Dataset entries:
⁂
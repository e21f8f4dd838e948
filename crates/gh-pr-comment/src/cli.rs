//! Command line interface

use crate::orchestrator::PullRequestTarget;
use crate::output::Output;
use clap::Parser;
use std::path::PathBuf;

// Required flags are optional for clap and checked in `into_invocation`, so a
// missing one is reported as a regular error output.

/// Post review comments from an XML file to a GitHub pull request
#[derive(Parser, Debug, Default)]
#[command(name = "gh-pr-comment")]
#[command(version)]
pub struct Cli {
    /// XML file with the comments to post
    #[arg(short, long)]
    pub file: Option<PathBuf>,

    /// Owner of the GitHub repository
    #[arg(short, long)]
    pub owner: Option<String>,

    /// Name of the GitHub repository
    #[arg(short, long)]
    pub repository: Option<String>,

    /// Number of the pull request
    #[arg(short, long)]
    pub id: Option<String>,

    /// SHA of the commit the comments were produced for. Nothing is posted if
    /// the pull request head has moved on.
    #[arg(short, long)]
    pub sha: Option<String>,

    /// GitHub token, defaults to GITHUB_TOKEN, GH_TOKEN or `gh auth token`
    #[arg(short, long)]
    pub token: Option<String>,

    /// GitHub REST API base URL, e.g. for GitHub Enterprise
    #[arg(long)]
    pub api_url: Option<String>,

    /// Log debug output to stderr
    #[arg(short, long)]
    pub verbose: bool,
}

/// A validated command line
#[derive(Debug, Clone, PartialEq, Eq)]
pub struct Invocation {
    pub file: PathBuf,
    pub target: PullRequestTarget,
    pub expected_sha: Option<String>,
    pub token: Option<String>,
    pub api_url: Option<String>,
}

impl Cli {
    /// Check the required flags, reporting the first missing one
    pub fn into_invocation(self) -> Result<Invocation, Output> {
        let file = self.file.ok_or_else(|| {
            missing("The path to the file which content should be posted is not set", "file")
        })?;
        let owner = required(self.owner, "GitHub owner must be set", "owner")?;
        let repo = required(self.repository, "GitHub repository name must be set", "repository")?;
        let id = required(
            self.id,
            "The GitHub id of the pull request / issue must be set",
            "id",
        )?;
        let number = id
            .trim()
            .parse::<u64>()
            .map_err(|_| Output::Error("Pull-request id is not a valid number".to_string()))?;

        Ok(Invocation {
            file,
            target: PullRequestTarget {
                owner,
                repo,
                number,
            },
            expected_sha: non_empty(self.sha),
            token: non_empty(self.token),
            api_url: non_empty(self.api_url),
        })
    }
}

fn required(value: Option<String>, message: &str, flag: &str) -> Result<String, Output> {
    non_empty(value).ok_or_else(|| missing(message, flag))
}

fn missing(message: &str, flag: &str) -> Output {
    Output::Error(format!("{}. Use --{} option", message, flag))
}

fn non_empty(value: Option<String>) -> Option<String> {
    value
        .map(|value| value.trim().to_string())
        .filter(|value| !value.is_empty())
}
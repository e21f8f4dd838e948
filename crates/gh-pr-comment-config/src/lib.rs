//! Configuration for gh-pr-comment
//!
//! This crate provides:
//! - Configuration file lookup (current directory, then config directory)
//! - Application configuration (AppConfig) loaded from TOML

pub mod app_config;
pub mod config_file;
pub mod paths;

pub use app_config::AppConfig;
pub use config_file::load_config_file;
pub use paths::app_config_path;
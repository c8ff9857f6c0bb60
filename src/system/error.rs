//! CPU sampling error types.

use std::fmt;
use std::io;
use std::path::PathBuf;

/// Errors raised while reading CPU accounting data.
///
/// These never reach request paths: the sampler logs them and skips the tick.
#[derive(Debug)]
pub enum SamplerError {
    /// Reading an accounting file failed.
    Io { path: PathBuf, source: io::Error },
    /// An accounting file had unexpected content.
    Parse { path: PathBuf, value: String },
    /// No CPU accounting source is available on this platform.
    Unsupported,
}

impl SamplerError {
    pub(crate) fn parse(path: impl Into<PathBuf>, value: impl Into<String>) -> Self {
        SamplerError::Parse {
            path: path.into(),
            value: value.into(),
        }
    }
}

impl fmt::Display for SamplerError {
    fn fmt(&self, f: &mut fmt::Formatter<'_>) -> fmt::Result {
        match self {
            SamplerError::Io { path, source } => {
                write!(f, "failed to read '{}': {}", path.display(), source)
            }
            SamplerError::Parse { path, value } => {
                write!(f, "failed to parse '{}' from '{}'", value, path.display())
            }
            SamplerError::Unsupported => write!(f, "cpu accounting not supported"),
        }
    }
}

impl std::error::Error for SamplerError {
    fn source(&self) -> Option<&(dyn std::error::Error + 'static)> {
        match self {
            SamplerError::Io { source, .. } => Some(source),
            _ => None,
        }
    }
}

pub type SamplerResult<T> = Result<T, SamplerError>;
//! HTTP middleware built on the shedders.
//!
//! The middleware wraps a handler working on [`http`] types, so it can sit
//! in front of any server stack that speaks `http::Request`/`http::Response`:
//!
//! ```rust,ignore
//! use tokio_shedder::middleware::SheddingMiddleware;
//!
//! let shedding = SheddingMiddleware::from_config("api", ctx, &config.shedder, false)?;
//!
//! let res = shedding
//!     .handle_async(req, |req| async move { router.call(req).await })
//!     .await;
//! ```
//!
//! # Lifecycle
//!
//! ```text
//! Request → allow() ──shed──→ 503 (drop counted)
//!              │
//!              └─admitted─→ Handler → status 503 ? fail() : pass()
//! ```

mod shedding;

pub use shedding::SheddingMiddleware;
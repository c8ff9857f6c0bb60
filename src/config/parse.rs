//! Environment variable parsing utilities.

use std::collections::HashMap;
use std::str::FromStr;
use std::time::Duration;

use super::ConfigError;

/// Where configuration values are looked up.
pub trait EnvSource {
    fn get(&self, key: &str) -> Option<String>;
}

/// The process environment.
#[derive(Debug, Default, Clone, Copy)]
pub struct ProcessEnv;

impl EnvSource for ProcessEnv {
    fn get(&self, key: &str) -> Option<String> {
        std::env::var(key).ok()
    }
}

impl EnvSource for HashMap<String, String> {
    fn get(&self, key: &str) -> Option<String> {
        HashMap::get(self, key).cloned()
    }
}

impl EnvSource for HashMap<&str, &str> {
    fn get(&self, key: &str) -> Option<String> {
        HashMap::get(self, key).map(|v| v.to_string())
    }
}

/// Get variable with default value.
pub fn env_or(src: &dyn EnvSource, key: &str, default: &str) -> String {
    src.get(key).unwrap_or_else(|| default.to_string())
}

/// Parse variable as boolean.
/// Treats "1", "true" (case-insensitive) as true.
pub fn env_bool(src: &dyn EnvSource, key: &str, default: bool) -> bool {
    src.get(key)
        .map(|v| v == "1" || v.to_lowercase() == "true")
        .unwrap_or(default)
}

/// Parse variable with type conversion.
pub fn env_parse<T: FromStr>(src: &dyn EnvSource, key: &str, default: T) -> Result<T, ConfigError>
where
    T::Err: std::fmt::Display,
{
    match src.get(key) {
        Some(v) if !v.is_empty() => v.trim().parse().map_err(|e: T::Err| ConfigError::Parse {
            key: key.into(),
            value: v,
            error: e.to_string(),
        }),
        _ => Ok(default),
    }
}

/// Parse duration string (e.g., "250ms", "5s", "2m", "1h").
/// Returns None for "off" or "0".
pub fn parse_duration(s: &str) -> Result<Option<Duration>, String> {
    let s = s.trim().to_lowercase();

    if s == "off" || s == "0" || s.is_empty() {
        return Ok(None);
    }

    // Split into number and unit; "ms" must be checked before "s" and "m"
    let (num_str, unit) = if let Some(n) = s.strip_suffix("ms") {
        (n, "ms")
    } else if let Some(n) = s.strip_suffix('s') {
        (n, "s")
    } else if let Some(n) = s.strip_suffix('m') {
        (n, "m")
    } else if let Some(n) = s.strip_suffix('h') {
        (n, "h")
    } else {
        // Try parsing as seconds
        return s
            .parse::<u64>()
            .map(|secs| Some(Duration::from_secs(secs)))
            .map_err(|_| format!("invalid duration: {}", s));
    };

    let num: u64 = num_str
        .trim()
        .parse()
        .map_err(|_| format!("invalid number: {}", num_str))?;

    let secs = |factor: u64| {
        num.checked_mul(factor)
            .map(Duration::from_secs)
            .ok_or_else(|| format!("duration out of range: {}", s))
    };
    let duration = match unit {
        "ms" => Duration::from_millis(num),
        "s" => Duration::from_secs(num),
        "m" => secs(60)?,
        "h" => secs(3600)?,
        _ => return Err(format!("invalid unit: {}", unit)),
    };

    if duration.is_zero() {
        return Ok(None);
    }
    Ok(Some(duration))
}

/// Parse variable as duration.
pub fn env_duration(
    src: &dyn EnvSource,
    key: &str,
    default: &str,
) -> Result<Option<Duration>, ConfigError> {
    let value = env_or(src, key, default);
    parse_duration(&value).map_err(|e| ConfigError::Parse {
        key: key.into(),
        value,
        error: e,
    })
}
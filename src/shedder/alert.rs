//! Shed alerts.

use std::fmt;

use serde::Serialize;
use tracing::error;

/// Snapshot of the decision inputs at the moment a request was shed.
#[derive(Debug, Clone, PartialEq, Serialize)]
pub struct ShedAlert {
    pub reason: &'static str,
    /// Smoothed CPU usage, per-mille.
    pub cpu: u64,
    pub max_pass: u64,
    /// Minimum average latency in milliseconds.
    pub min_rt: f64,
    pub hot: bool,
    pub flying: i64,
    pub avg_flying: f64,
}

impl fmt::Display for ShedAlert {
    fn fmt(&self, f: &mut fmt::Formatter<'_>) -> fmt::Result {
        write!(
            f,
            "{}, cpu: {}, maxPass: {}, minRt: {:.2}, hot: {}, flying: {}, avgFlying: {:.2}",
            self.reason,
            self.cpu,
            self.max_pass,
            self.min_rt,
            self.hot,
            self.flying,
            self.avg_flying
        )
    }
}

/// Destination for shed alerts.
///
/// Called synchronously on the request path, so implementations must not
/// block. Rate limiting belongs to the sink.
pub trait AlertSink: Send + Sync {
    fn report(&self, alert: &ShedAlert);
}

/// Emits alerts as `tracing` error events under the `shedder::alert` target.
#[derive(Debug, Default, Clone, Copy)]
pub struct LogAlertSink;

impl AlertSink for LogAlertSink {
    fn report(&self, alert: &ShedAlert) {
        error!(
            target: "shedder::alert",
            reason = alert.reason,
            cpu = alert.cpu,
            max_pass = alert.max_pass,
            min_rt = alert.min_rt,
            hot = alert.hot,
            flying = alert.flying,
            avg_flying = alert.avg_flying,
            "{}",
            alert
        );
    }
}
⁂
TASK OBJECTIVE:
The answer consists of every line above in which the word "accounting" occurs.

ANSWER BOX:
/// Errors raised while reading CPU accounting data.
    /// Reading an accounting file failed.
    /// An accounting file had unexpected content.
    /// No CPU accounting source is available on this platform.
            SamplerError::Unsupported => write!(f, "cpu accounting not supported"),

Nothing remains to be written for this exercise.